Pierre Nothomb, partner chez Deminor, met en doute l’objectivité de l’Etat néerlandais : “Je ne sais pas si c’est de la mauvaise foi, mais je me méfie des déclarations d’une partie avant un procès.”

L’Etat néerlandais avait payé 16,8 milliards d’euros pour Fortis Bank, ABN Amro et les compagnies d’assurances de Fortis aux Pays-Bas. Or, d’autres évaluations situaient, en 2008, le prix de ces actifs à plus de 20 milliards d’euros.

Cet écart est à la base de procédures intentées ou envisagées contre l’Etat néerlandais. Deminor a ouvert le feu aux Pays-Bas, et l’avocat Mischaël Modrikamen prépare un recours en appel dans notre pays, où il réclame quelque 5 euros d’indemnité par action. Deminor et Modrikamen estiment que La Haye a forcé la main au groupe Fortis lors de la crise de liquidités de septembre-octobre 2008, car l’Etat néerlandais l’a menacé d’une mise sous tutelle, et aurait ainsi abusé de sa position pour obtenir des conditions de vente favorables.

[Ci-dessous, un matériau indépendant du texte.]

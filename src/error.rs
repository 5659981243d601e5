//! Error taxonomy for the public component boundaries.
//!
//! Internals (backends, stores, config parsing) work in `anyhow::Result` and are
//! folded into `MonitorError` where they cross a component boundary.

use thiserror::Error;

pub type MonitorResult<T> = std::result::Result<T, MonitorError>;

#[derive(Debug, Error)]
pub enum MonitorError {
    /// The capture device or stream could not be opened.
    #[error("failed to open video source {source_name:?}: {reason}")]
    Connection { source_name: String, reason: String },

    /// The detection model could not be loaded. The engine never surfaces this to
    /// callers; it is logged while falling back to the reduced-capability detector.
    #[error("failed to load detection model: {0}")]
    ModelLoad(String),

    /// A frame buffer does not match its declared dimensions.
    #[error("render invariant violated: {0}")]
    Render(String),

    #[error("invalid configuration: {0}")]
    Config(String),

    #[error("{0} is already running")]
    AlreadyRunning(&'static str),

    #[error(transparent)]
    Other(#[from] anyhow::Error),
}

impl MonitorError {
    pub(crate) fn connection(
        source_name: impl Into<String>,
        reason: impl std::fmt::Display,
    ) -> Self {
        Self::Connection {
            source_name: source_name.into(),
            reason: reason.to_string(),
        }
    }
}
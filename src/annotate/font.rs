//! 5x7 bitmap font for box labels. Upper-case only; lower-case input is folded.

use image::{Rgb, RgbImage};

pub const GLYPH_WIDTH: i32 = 5;
pub const GLYPH_HEIGHT: i32 = 7;
/// Horizontal advance per character, including one column of spacing.
pub const ADVANCE: i32 = 6;

/// Rendered width of `text` in pixels.
pub fn text_width(text: &str) -> i32 {
    let chars = text.chars().flat_map(char::to_uppercase).count() as i32;
    if chars == 0 {
        0
    } else {
        chars * ADVANCE - 1
    }
}

/// Draw `text` with its top-left corner at `(x, y)`. Pixels outside the image are skipped.
pub fn draw_text(image: &mut RgbImage, mut x: i32, y: i32, text: &str, color: Rgb<u8>) {
    let (width, height) = (image.width() as i32, image.height() as i32);
    for ch in text.chars().flat_map(char::to_uppercase) {
        if let Some(glyph) = glyph_bits(ch) {
            for (row, pattern) in glyph.iter().enumerate() {
                let py = y + row as i32;
                if py < 0 || py >= height {
                    continue;
                }
                for col in 0..GLYPH_WIDTH {
                    if (pattern >> (GLYPH_WIDTH - 1 - col)) & 1 == 1 {
                        let px = x + col;
                        if px >= 0 && px < width {
                            image.put_pixel(px as u32, py as u32, color);
                        }
                    }
                }
            }
        }
        x += ADVANCE;
    }
}

pub fn glyph_bits(ch: char) -> Option<[u8; 7]> {
    let rows = match ch {
        'A' => [0b01110, 0b10001, 0b10001, 0b11111, 0b10001, 0b10001, 0b10001],
        'B' => [0b11110, 0b10001, 0b10001, 0b11110, 0b10001, 0b10001, 0b11110],
        'C' => [0b01110, 0b10001, 0b10000, 0b10000, 0b10000, 0b10001, 0b01110],
        'D' => [0b11100, 0b10010, 0b10001, 0b10001, 0b10001, 0b10010, 0b11100],
        'E' => [0b11111, 0b10000, 0b11110, 0b10000, 0b10000, 0b10000, 0b11111],
        'F' => [0b11111, 0b10000, 0b11110, 0b10000, 0b10000, 0b10000, 0b10000],
        'G' => [0b01110, 0b10001, 0b10000, 0b10111, 0b10001, 0b10001, 0b01111],
        'H' => [0b10001, 0b10001, 0b10001, 0b11111, 0b10001, 0b10001, 0b10001],
        'I' => [0b01110, 0b00100, 0b00100, 0b00100, 0b00100, 0b00100, 0b01110],
        'J' => [0b00111, 0b00010, 0b00010, 0b00010, 0b00010, 0b10010, 0b01100],
        'K' => [0b10001, 0b10010, 0b10100, 0b11000, 0b10100, 0b10010, 0b10001],
        'L' => [0b10000, 0b10000, 0b10000, 0b10000, 0b10000, 0b10000, 0b11111],
        'M' => [0b10001, 0b11011, 0b10101, 0b10101, 0b10001, 0b10001, 0b10001],
        'N' => [0b10001, 0b11001, 0b10101, 0b10101, 0b10011, 0b10001, 0b10001],
        'O' => [0b01110, 0b10001, 0b10001, 0b10001, 0b10001, 0b10001, 0b01110],
        'P' => [0b11110, 0b10001, 0b10001, 0b11110, 0b10000, 0b10000, 0b10000],
        'Q' => [0b01110, 0b10001, 0b10001, 0b10001, 0b10101, 0b10010, 0b01101],
        'R' => [0b11110, 0b10001, 0b10001, 0b11110, 0b10100, 0b10010, 0b10001],
        'S' => [0b01111, 0b10000, 0b01110, 0b00001, 0b00001, 0b10001, 0b01110],
        'T' => [0b11111, 0b00100, 0b00100, 0b00100, 0b00100, 0b00100, 0b00100],
        'U' => [0b10001, 0b10001, 0b10001, 0b10001, 0b10001, 0b10001, 0b01110],
        'V' => [0b10001, 0b10001, 0b10001, 0b10001, 0b10001, 0b01010, 0b00100],
        'W' => [0b10001, 0b10001, 0b10001, 0b10101, 0b10101, 0b10101, 0b01010],
        'X' => [0b10001, 0b10001, 0b01010, 0b00100, 0b01010, 0b10001, 0b10001],
        'Y' => [0b10001, 0b10001, 0b01010, 0b00100, 0b00100, 0b00100, 0b00100],
        'Z' => [0b11111, 0b00001, 0b00010, 0b00100, 0b01000, 0b10000, 0b11111],
        '0' => [0b01110, 0b10001, 0b10011, 0b10101, 0b11001, 0b10001, 0b01110],
        '1' => [0b00100, 0b01100, 0b00100, 0b00100, 0b00100, 0b00100, 0b01110],
        '2' => [0b01110, 0b10001, 0b00001, 0b00010, 0b00100, 0b01000, 0b11111],
        '3' => [0b11110, 0b00001, 0b00001, 0b01110, 0b00001, 0b00001, 0b11110],
        '4' => [0b00010, 0b00110, 0b01010, 0b10010, 0b11111, 0b00010, 0b00010],
        '5' => [0b11111, 0b10000, 0b11110, 0b00001, 0b00001, 0b10001, 0b01110],
        '6' => [0b00110, 0b01000, 0b10000, 0b11110, 0b10001, 0b10001, 0b01110],
        '7' => [0b11111, 0b00001, 0b00010, 0b00100, 0b01000, 0b01000, 0b01000],
        '8' => [0b01110, 0b10001, 0b10001, 0b01110, 0b10001, 0b10001, 0b01110],
        '9' => [0b01110, 0b10001, 0b10001, 0b01111, 0b00001, 0b00010, 0b01100],
        '%' => [0b11001, 0b11010, 0b00010, 0b00100, 0b01000, 0b01011, 0b10011],
        '.' => [0, 0, 0, 0, 0, 0b00110, 0b00110],
        ':' => [0, 0b00110, 0b00110, 0, 0b00110, 0b00110, 0],
        '-' => [0, 0, 0, 0b11111, 0, 0, 0],
        '(' => [0b00010, 0b00100, 0b01000, 0b01000, 0b01000, 0b00100, 0b00010],
        ')' => [0b01000, 0b00100, 0b00010, 0b00010, 0b00010, 0b00100, 0b01000],
        ' ' => [0; 7],
        _ => return None,
    };
    Some(rows)
}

Le rapport annuel du ministère néerlandais des Finances, publié en mai, contredit implicitement cette argumentation. Il évalue pour 2009 l’ensemble ABN Amro Fortis, en cours de fusion, à 9,3 milliards d’euros. Le ministre Jan Kees de Jager reconnaît que ces chiffres, inférieurs au prix d’acquisition, sont purement comptables et ne représentent pas la valeur de revente espérée.

Gerrit Zalm, patron d’ABN Amro Fortis, a néanmoins estimé que l’Etat aura du mal à récupérer ses billes via l’IPO projetée d’ici 2013. Pour retrouver son argent, il devrait tirer au moins 26 milliards d’euros de la vente de parts d’ABN Amro Fortis, soit le prix d’acquisition plus les sommes publiques injectées. “Obtenir ce montant sera difficile !”, a-t-il déclaré en début de semaine à la BNR, la radio néerlandaise.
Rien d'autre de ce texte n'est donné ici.